Oi Va Voi
Label: Outcaste / V2
Publisher: Outcaste / EMI
Year: 1999-2007
With:
- Mike Spencer / Bacon & Quarmby - production
- Moshikop / Andy Coules - sound/mixing
- Nik Ammar - guitar
- Josh Breslaw - drums
- Steve Levi - clarinet
- Leo Bryant - bass
- Sophie Solomon / Anna Phoebe - violin
- KT Tunstall / Alice McLaughlin / Bridgette Amofah - vocals
Receiving an Edison Award onstage, Paradiso, Amsterdam, 2004
I founded, wrote for and led a band for 7 years. On stage, I sang and played trumpet. With the band I made three records: people seemed to like us, and we played some decent shows. We were signed to Outcaste/EMI, and then Virgin/V2. I was lucky enough to work at length with some outrageously talented people, like KT Tunstall, Mike Spencer, Paul Epworth, Maurice El Medioni.
It was a longstanding labour of love, my formative musical experience: undertaken at a time when I was looking deeply into my roots and identity, and found a community of musicians and voyagers to share it with.
Groningen, 2003. I hadn't realised the show would be televised, and so wrote the lyrics to a brand new song on my hand. Whoops
I started the band at University, having fallen in love with a Hungarian folk dancer. Having grown up on a diet of hip-hop, soul and jazz, hearing folk music for the first time was a revelation. My girlfriend took me to a táncház, a traditional Hungarian folk ceilidh. The musicians were on stage playing as we arrived - a violin, two violas and a three-stringed double bass. As we stood in line to check in our coats, I started to nod my head unconsciously. I looked up and saw that everyone in the queue was doing the same. It was just like waiting in line in a club - the music filters through the door past the bouncer, and everyone on the pavement is bobbing in anticipation.
Have trumpet, will travel. Rome, 2004
A light bulb went off. This was pure dance music, just like Twice As Nice and Subterranea, the clubs I went to in London. Inside, it looked like a barndance, but the music was even more like the clubs I knew.
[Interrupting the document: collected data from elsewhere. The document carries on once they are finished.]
//! Error types for process supervision.

use std::path::PathBuf;
use thiserror::Error;

/// Errors raised by the process supervisor.
///
/// Kill failures are never surfaced here: termination is best-effort and
/// only logged.
#[derive(Error, Debug)]
pub enum SupervisorError {
    /// The OS refused to start the process.
    #[error("Failed to spawn '{command}': {source}")]
    SpawnFailed {
        command: String,
        source: std::io::Error,
    },

    /// The stdin redirect file could not be opened.
    #[error("Failed to open stdin file {path}: {source}")]
    StdinFile {
        path: PathBuf,
        source: std::io::Error,
    },

    /// Resume was requested for an id with no stored snapshot.
    #[error("No paused snapshot for process {0}")]
    SnapshotNotFound(String),

    /// A snapshot could not be written, read or removed.
    #[error("Snapshot storage failed for process {id}: {reason}")]
    Snapshot { id: String, reason: String },

    /// The OS process table could not be listed.
    #[error("Failed to list OS processes: {0}")]
    ProcessList(std::io::Error),
}

/// Type alias for Result with SupervisorError.
pub type SupervisorResult<T> = Result<T, SupervisorError>;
Instead of drums and bass, there was a double bass and two violas, but the way they played - in hypnotic, repeated phrases with the violin singing a melody on top - allowed the dancers to almost ignore the music, and just do their thing.
I came out of that experience buzzing, and grabbed every recording of Hungarian folk music I could.
One thing led to another, and back at University, I formed a band with some friends. The repertoire was mostly Gypsy and Hungarian stuff I had picked up on my travels. We were enthusiastic… and not that good.
Being a mostly self-taught musician, with the exception of a wonderful year in Moscow at the Gnessinka Conservatory with the late trumpet and breathing guru, Evgeniy Alexandrovich Savin, I wanted to get some theory behind me for songwriting, so I took a one-year conversion course at the superb adult education centre in South London, Morley College.
The hand ball of fire: our ritual just before going on stage
There I met drummer Josh Breslaw, a professional musician, and when he agreed to join the band, we stepped things up a gear. We got our first international shows, with my old studio partner, now Grammy-winning producer Paul Epworth on sound and got our first press write-up after a main stage show at the Dranouter Festival, Belgium. From that point on we knew we had a shot, and had to dedicated ourselves to the band full-time.
Giving it some in Italy on our first European tour
I wrote my first song for the band and we self-funded our first album at the legendary Livingston Studio in London’s Wood Green. From there, things spiralled: we started to play international festivals regularly, and a showcase at WOMEX 2002 got us an introduction to Martin Morales, then A&R for Outcaste/EMI Records, a record deal, and an international touring agent - the fantastic Jon Slade at Elastic, home to Gilles Peterson amongst other heroes.
An entire stand of bootlegged tour merchandise outside the venue in Milan. We felt we had really arrived.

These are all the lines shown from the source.